### Work to be completed
Your answer must be the lines of the entries below, exactly as written, from the first line through the line containing "pub enum PagingDialect".

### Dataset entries
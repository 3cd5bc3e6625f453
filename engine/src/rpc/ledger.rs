//! Ledger index backend over the standard account-query methods.
//!
//! `getProgramAccounts` was never designed to page. Some providers bolt
//! paging on with `limit` + `before`, one uses `pageKey`, and the rest
//! return everything in one response or refuse outright. [`PagingDialect`]
//! says which bolt-on to speak; the controller works out the rest.

use std::sync::Arc;
use std::time::Duration;

use async_trait::async_trait;
use serde::{Deserialize, Serialize};
use serde_json::{json, Map, Value};
use tracing::{debug, warn};

use crate::config::{DEFAULT_DELAY_MS, KEY_LENGTH, MAX_KEYS_PER_CALL, TOKEN_PROGRAM_ID};
use crate::error::{FetchError, ScanError};
use crate::fetch::{retain_valid, ContinuationMode, KeyListing, PageFetcher, RankingSource};
use crate::model::{FilterSpec, HolderRecord, PageRequest, PageResult};
use crate::rpc::decode::{
    decode_account, decode_keyed, entry_key, LargestAccounts, MultipleAccounts, ProgramAccounts,
    SupplyEnvelope,
};
use crate::rpc::RpcClient;

/// How paging parameters are spelled on the wire.
#[derive(Debug, Clone, Copy, PartialEq, Eq, Serialize, Deserialize)]
#[serde(rename_all = "kebab-case")]
pub enum PagingDialect {
    /// `limit` + `before: <last account key>`. No cursor comes back.
    LimitBefore,
    /// `pageSize` + `pageKey`, with the next `pageKey` in the response.
    PageKey,
}

impl PagingDialect {
    /// Picks the dialect a host is known to speak.
    pub fn detect(host: Option<&str>) -> Self {
        match host {
            Some(h) if h.contains("alchemy.com") => PagingDialect::PageKey,
            _ => PagingDialect::LimitBefore,
        }
    }
}

/// Circulating supply of a mint.
#[derive(Debug, Clone, Copy, PartialEq, Serialize)]
#[serde(rename_all = "camelCase")]
pub struct TokenSupply {
    pub ui_amount: f64,
    pub decimals: u8,
}

/// Checks that `key` is base-58 text of a 32-byte ledger key.
pub fn validate_key(key: &str) -> Result<(), ScanError> {
    let bytes = bs58::decode(key)
        .into_vec()
        .map_err(|e| ScanError::InvalidConfig(format!("'{}' is not base-58: {}", key, e)))?;
    if bytes.len() != KEY_LENGTH {
        return Err(ScanError::InvalidConfig(format!(
            "'{}' decodes to {} bytes, expected {}",
            key,
            bytes.len(),
            KEY_LENGTH
        )));
    }
    Ok(())
}

// ---------------------------------------------------------------------------
// LedgerIndex
// ---------------------------------------------------------------------------

pub struct LedgerIndex {
    client: Arc<RpcClient>,
    dialect: PagingDialect,
    /// Pause between the batches of one `fetch_accounts` call.
    delay: Duration,
}

impl LedgerIndex {
    pub fn new(client: Arc<RpcClient>) -> Self {
        let dialect = PagingDialect::detect(client.host());
        Self {
            client,
            dialect,
            delay: Duration::from_millis(DEFAULT_DELAY_MS),
        }
    }

    pub fn with_dialect(mut self, dialect: PagingDialect) -> Self {
        self.dialect = dialect;
        self
    }

    pub fn with_delay(mut self, delay: Duration) -> Self {
        self.delay = delay;
        self
    }

    pub fn dialect(&self) -> PagingDialect {
        self.dialect
    }

    /// Circulating supply, for percent-of-supply reporting and for
    /// normalizing raw amounts from the fast index.
    pub async fn token_supply(&self, token: &str) -> Result<TokenSupply, FetchError> {
        let supply: SupplyEnvelope = self.client.call("getTokenSupply", json!([token])).await?;
        let ui_amount = supply
            .value
            .human()
            .map_err(|e| FetchError::Decode(format!("getTokenSupply: {}", e)))?;
        Ok(TokenSupply {
            ui_amount,
            decimals: supply.value.decimals,
        })
    }

    /// The `getProgramAccounts` config object for one page request.
    fn page_config(&self, request: &PageRequest) -> Result<Value, FetchError> {
        if let Some(prefix) = &request.filter.prefix {
            return Err(FetchError::Unsupported(format!(
                "ledger index cannot filter by {} prefix '{}'",
                prefix.field, prefix.prefix
            )));
        }

        let mut config = Map::new();
        config.insert("encoding".into(), json!("jsonParsed"));
        config.insert("filters".into(), filters(&request.filter));

        match self.dialect {
            PagingDialect::LimitBefore => {
                if let Some(limit) = request.page_size {
                    config.insert("limit".into(), json!(limit));
                }
                if let Some(before) = &request.continuation {
                    config.insert("before".into(), json!(before));
                }
            }
            PagingDialect::PageKey => {
                config.insert("withContext".into(), json!(true));
                config.insert("order".into(), json!("asc"));
                if let Some(size) = request.page_size {
                    config.insert("pageSize".into(), json!(size));
                }
                if let Some(key) = &request.continuation {
                    config.insert("pageKey".into(), json!(key));
                }
            }
        }
        Ok(Value::Object(config))
    }
}

/// Wire form of a [`FilterSpec`] without its prefix constraint.
fn filters(filter: &FilterSpec) -> Value {
    let mut out = Vec::new();
    if let Some(size) = filter.data_size {
        out.push(json!({ "dataSize": size }));
    }
    for eq in &filter.equals {
        out.push(json!({ "memcmp": { "offset": eq.offset, "bytes": eq.bytes } }));
    }
    Value::Array(out)
}

#[async_trait]
impl PageFetcher for LedgerIndex {
    fn name(&self) -> &str {
        "ledger-index"
    }

    fn continuation_mode(&self) -> ContinuationMode {
        match self.dialect {
            PagingDialect::LimitBefore => ContinuationMode::KeyOffset,
            PagingDialect::PageKey => ContinuationMode::Cursor,
        }
    }

    async fn fetch(&self, request: &PageRequest) -> Result<PageResult, FetchError> {
        let config = self.page_config(request)?;
        let listing: ProgramAccounts = self
            .client
            .call("getProgramAccounts", json!([TOKEN_PROGRAM_ID, config]))
            .await?;

        let (entries, page_key) = listing.into_parts();
        let raw_entries = entries.len();
        let last_key = entries.last().and_then(entry_key).map(str::to_string);
        let (records, malformed) = retain_valid(self.name(), entries.iter().map(decode_keyed));

        debug!(
            dialect = ?self.dialect,
            raw_entries,
            holders = records.len(),
            malformed,
            "program accounts page decoded"
        );

        let continuation = match self.dialect {
            PagingDialect::PageKey => page_key,
            PagingDialect::LimitBefore => None,
        };
        Ok(PageResult {
            records,
            continuation,
            raw_entries,
            last_key,
        })
    }
}

#[async_trait]
impl KeyListing for LedgerIndex {
    async fn list_keys(&self, token: &str) -> Result<Vec<String>, FetchError> {
        let config = json!({
            "encoding": "base64",
            "dataSlice": { "offset": 0, "length": 0 },
            "filters": filters(&FilterSpec::token_accounts(token)),
        });
        let listing: ProgramAccounts = self
            .client
            .call("getProgramAccounts", json!([TOKEN_PROGRAM_ID, config]))
            .await?;

        let (entries, _) = listing.into_parts();
        let total = entries.len();
        let keys: Vec<String> = entries
            .iter()
            .filter_map(|e| entry_key(e).map(str::to_string))
            .collect();
        if keys.len() < total {
            warn!(skipped = total - keys.len(), "key listing entries without a pubkey");
        }
        Ok(keys)
    }

    async fn fetch_accounts(&self, keys: &[String]) -> Result<Vec<HolderRecord>, FetchError> {
        let mut records = Vec::with_capacity(keys.len());
        for (i, batch) in keys.chunks(MAX_KEYS_PER_CALL).enumerate() {
            if i > 0 {
                tokio::time::sleep(self.delay).await;
            }
            let accounts: MultipleAccounts = self
                .client
                .call("getMultipleAccounts", json!([batch, { "encoding": "jsonParsed" }]))
                .await?;
            if accounts.value.len() != batch.len() {
                return Err(FetchError::Decode(format!(
                    "getMultipleAccounts returned {} slots for {} keys",
                    accounts.value.len(),
                    batch.len()
                )));
            }

            let missing = accounts.value.iter().filter(|slot| slot.is_none()).count();
            let decoded = batch
                .iter()
                .zip(&accounts.value)
                .filter_map(|(key, slot)| slot.as_ref().map(|v| decode_account(key, v)));
            let (batch_records, malformed) = retain_valid("ledger-index", decoded);
            debug!(
                batch = i + 1,
                keys = batch.len(),
                holders = batch_records.len(),
                missing,
                malformed,
                "account batch decoded"
            );
            records.extend(batch_records);
        }
        Ok(records)
    }
}

#[async_trait]
impl RankingSource for LedgerIndex {
    async fn largest(&self, token: &str, limit: usize) -> Result<Vec<HolderRecord>, FetchError> {
        let largest: LargestAccounts = self
            .client
            .call("getTokenLargestAccounts", json!([token, { "commitment": "confirmed" }]))
            .await?;
        let addresses: Vec<String> = largest
            .value
            .into_iter()
            .take(limit)
            .map(|a| a.address)
            .collect();
        // The ranking carries no owners; resolve them in one batch.
        self.fetch_accounts(&addresses).await
    }
}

### Answer box
repository 3cd5bc3e6625f453
filename engine/src/rpc/ledger.rs
//! Ledger index backend over the standard account-query methods.
//!
//! `getProgramAccounts` was never designed to page. Some providers bolt
//! paging on with `limit` + `before`, one uses `pageKey`, and the rest
//! return everything in one response or refuse outright. [`PagingDialect`]
//! says which bolt-on to speak; the controller works out the rest.

use std::sync::Arc;
use std::time::Duration;

use async_trait::async_trait;
use serde::{Deserialize, Serialize};
use serde_json::{json, Map, Value};
use tracing::{debug, warn};

use crate::config::{DEFAULT_DELAY_MS, KEY_LENGTH, MAX_KEYS_PER_CALL, TOKEN_PROGRAM_ID};
use crate::error::{FetchError, ScanError};
use crate::fetch::{retain_valid, ContinuationMode, KeyListing, PageFetcher, RankingSource};
use crate::model::{FilterSpec, HolderRecord, PageRequest, PageResult};
use crate::rpc::decode::{
    decode_account, decode_keyed, entry_key, LargestAccounts, MultipleAccounts, ProgramAccounts,
    SupplyEnvelope,
};
use crate::rpc::RpcClient;

/// How paging parameters are spelled on the wire.
#[derive(Debug, Clone, Copy, PartialEq, Eq, Serialize, Deserialize)]
#[serde(rename_all = "kebab-case")]
pub enum PagingDialect {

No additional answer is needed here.